*ACTIVITY*
Please return every line of the records that contains the word "super".

*INPUT MATERIAL*
■ ■ ■ ■

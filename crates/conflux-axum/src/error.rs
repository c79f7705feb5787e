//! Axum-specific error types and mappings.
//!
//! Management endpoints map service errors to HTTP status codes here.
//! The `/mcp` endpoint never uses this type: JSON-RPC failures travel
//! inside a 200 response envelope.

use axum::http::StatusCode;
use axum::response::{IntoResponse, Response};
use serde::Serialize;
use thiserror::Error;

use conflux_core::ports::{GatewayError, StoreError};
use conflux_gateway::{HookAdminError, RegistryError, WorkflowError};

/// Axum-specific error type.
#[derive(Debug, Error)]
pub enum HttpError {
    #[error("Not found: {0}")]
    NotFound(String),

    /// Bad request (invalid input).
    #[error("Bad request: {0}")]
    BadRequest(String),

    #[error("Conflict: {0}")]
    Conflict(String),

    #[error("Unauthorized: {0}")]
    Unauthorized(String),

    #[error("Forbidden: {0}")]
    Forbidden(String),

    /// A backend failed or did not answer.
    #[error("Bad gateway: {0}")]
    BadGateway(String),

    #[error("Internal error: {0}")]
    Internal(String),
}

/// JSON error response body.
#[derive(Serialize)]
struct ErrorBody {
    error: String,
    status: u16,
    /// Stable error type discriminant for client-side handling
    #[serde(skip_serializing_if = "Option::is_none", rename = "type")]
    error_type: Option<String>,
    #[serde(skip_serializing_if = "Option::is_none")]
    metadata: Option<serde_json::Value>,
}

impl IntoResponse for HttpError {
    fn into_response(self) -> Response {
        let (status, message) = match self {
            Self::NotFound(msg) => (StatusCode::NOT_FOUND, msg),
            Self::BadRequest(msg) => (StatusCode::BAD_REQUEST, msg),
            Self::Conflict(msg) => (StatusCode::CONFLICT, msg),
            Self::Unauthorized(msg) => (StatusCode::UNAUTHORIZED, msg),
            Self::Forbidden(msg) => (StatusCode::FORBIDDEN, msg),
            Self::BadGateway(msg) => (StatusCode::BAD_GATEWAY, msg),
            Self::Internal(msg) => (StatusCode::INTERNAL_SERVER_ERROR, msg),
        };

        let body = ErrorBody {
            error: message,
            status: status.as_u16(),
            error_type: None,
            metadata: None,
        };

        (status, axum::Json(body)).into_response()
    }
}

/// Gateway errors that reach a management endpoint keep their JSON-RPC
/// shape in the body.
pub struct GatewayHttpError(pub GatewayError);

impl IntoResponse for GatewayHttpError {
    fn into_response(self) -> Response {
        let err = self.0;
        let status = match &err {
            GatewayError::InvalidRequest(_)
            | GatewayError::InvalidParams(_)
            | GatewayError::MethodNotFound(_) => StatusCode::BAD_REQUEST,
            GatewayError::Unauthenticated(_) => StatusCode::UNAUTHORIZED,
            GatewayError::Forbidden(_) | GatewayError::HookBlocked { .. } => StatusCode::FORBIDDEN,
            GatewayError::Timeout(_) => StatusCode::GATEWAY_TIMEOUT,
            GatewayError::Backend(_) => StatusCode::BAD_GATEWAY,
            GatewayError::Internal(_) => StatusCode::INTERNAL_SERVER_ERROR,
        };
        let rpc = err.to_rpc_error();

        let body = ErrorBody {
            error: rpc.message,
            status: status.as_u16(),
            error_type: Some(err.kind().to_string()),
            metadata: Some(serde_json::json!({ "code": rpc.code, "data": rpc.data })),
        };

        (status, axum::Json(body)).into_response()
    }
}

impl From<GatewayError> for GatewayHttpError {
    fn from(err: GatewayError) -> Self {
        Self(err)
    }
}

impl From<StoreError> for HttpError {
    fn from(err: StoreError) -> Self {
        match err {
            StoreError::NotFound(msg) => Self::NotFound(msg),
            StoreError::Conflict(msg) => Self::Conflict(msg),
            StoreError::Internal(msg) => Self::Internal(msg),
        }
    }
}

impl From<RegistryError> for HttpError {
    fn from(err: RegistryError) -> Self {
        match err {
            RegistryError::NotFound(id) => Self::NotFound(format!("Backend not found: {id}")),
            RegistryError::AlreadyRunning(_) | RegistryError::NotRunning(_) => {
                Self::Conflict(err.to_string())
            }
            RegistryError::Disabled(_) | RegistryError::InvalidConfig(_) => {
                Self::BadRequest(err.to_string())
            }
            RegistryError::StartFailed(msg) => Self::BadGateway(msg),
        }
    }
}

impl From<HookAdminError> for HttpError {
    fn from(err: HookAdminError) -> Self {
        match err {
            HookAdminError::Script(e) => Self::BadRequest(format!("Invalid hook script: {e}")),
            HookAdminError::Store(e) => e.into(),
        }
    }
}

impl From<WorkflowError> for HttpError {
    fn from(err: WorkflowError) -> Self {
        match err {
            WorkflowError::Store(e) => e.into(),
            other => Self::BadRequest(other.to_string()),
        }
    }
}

■ ■ ■ ■

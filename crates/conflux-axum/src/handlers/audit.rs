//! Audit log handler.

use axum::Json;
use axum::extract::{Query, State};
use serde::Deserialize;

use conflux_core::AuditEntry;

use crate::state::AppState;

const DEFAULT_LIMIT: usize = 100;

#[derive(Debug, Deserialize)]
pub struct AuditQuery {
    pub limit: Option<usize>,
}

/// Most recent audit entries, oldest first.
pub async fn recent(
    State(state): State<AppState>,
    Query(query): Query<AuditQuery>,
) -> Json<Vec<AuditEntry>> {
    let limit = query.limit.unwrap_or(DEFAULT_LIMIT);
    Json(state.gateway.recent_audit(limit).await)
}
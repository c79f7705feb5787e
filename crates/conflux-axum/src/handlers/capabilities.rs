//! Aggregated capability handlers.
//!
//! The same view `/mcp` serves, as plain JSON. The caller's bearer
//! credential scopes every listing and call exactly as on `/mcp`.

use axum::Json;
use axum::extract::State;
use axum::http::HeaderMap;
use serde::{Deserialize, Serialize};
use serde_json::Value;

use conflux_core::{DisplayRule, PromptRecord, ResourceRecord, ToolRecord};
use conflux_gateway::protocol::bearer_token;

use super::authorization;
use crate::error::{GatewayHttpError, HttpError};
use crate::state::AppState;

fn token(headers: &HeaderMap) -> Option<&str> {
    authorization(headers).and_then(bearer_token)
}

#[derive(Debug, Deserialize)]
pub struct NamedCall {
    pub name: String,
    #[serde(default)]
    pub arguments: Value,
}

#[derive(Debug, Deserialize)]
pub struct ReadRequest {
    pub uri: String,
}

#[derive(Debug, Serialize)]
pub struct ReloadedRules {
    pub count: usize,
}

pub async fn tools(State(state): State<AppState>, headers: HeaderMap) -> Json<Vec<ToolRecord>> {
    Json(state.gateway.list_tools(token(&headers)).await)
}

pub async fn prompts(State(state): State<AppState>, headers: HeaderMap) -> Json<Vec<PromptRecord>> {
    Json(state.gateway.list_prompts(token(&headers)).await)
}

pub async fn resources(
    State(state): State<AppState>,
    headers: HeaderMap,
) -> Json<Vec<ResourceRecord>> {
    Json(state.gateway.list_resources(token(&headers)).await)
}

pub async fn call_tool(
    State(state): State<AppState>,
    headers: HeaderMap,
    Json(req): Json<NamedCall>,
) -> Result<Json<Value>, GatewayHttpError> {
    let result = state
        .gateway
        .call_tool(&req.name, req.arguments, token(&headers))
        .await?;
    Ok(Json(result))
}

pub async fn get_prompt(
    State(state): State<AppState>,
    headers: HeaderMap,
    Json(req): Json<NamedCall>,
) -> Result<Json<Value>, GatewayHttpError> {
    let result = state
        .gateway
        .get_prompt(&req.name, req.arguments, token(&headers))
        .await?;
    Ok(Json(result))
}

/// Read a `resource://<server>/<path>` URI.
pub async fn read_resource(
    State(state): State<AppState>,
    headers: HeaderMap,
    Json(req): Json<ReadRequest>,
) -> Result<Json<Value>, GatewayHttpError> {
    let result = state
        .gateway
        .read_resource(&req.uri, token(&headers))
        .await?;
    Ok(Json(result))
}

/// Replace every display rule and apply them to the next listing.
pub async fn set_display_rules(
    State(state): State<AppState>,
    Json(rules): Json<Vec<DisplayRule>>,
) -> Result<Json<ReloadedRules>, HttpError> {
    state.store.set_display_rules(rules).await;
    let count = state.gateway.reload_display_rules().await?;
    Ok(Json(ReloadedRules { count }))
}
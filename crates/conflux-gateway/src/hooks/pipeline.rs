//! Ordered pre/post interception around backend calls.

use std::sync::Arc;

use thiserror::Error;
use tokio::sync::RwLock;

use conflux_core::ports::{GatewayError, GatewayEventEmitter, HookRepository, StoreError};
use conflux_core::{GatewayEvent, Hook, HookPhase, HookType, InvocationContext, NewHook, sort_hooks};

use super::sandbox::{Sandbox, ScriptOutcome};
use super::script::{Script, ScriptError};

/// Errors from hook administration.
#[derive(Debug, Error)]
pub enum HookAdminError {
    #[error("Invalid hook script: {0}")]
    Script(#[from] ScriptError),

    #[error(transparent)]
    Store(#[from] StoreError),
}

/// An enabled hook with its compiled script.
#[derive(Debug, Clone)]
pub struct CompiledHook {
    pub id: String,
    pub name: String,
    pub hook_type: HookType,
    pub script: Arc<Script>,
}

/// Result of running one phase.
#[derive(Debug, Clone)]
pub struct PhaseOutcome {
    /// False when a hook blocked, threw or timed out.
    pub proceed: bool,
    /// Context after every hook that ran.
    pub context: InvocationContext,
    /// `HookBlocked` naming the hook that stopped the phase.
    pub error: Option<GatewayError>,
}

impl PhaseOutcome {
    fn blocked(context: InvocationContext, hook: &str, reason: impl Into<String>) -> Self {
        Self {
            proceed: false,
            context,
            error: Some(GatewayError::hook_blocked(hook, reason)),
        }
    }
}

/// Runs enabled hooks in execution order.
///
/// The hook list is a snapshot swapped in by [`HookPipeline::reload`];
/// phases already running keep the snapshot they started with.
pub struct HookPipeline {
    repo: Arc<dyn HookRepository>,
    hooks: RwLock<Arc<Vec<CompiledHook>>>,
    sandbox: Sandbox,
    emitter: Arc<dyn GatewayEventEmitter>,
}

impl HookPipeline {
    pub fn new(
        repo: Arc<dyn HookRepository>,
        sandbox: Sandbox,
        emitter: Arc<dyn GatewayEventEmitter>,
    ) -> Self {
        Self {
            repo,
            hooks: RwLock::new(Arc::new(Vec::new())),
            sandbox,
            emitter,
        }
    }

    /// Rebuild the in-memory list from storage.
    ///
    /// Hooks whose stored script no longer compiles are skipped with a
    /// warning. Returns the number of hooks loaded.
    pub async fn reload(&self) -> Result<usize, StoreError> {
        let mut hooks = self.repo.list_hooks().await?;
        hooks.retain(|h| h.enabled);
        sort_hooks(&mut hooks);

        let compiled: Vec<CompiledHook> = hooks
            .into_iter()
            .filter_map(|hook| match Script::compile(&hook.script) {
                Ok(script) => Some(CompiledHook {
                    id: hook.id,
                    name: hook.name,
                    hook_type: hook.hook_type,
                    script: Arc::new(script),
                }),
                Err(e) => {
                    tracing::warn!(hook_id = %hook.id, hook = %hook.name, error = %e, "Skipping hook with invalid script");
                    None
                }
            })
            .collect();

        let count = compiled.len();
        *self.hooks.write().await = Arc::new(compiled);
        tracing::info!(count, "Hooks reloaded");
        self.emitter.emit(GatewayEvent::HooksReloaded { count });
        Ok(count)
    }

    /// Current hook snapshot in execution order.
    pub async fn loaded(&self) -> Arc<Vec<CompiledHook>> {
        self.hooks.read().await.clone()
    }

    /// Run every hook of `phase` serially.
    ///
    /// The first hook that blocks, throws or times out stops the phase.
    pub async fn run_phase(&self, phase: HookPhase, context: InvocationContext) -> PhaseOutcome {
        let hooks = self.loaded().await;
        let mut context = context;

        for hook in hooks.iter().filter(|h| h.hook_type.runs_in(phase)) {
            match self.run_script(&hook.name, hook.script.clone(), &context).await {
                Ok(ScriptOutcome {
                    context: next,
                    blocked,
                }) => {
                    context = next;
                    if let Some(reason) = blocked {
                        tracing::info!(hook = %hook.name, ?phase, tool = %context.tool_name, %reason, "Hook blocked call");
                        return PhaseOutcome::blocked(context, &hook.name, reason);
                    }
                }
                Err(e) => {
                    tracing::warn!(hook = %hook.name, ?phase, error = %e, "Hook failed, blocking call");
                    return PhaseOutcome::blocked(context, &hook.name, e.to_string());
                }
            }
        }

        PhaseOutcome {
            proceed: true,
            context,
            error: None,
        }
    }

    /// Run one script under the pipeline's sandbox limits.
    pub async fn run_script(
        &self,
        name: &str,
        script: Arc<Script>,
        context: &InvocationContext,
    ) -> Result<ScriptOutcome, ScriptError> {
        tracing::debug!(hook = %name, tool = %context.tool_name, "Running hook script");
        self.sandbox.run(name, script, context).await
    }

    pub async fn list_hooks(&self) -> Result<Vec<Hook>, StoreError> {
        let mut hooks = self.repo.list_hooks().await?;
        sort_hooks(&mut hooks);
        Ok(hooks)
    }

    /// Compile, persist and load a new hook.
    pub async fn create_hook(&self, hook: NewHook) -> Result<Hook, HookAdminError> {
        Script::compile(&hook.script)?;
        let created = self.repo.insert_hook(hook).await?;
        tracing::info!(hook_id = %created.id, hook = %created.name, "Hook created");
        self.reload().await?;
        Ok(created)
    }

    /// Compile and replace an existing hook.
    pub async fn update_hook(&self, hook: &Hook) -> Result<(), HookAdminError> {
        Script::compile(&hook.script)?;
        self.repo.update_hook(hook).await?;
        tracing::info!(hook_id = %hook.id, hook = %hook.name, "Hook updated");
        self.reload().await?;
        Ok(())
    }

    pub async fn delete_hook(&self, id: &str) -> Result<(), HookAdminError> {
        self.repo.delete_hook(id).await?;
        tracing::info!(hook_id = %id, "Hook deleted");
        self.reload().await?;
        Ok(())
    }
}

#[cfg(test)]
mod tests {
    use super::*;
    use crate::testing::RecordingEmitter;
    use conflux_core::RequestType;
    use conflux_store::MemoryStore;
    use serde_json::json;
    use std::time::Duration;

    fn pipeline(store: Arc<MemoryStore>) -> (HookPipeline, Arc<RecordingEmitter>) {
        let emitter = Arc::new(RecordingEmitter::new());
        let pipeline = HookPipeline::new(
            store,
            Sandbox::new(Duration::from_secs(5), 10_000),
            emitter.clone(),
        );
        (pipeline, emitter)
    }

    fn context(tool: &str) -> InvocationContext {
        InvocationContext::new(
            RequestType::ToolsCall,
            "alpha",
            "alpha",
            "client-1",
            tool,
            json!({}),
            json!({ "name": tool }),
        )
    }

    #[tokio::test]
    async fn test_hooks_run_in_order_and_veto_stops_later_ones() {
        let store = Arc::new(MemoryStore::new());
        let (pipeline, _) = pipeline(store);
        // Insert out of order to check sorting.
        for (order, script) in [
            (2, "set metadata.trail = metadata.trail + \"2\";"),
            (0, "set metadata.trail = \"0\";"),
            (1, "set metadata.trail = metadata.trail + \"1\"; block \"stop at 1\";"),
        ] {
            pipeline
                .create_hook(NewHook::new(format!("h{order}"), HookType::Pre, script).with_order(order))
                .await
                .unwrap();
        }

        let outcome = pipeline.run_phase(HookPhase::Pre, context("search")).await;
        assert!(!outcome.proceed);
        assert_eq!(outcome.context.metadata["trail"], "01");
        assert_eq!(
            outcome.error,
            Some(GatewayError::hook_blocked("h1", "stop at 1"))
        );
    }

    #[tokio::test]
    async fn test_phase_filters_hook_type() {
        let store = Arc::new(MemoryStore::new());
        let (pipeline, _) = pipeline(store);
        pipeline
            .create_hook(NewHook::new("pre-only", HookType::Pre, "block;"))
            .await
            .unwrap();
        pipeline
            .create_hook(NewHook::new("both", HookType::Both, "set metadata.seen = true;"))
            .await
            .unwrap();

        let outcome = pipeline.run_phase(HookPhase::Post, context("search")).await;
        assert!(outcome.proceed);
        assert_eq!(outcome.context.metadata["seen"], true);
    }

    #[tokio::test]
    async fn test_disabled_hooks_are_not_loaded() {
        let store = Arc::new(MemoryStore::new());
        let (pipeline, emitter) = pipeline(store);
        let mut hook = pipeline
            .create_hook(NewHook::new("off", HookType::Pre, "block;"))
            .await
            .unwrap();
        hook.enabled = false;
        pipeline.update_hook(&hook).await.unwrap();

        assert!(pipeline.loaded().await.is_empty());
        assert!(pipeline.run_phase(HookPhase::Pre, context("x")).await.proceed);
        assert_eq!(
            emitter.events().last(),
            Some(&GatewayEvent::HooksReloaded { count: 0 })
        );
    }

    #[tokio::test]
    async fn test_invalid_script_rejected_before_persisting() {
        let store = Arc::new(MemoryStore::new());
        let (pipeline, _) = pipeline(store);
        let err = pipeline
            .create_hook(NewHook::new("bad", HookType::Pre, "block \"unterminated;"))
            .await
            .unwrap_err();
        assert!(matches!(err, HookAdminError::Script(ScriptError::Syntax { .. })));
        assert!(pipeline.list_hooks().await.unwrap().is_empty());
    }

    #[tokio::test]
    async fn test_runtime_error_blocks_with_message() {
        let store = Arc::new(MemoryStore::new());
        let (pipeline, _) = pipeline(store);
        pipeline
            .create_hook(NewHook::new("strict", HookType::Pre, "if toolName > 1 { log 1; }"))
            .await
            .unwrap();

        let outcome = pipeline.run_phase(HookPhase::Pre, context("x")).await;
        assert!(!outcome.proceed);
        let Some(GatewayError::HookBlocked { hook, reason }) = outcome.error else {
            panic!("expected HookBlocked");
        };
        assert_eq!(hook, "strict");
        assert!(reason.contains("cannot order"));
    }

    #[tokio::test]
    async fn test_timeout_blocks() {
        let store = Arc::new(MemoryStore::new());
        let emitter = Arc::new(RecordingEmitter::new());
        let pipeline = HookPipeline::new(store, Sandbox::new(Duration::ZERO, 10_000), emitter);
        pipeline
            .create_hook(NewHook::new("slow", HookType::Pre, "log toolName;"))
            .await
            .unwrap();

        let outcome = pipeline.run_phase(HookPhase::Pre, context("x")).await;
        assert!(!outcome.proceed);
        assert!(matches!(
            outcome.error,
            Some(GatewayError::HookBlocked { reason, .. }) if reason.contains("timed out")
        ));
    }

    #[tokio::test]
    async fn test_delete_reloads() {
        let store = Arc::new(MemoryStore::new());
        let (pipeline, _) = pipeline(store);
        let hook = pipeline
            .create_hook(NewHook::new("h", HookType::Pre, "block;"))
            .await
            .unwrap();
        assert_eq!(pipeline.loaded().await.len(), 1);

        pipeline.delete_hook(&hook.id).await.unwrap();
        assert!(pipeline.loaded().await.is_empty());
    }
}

■ ■ ■ ■

*WRITTEN SOLUTION*
use super::authorization;
use super::sandbox::{Sandbox, ScriptOutcome};
use super::script::{Script, ScriptError};
    use super::*;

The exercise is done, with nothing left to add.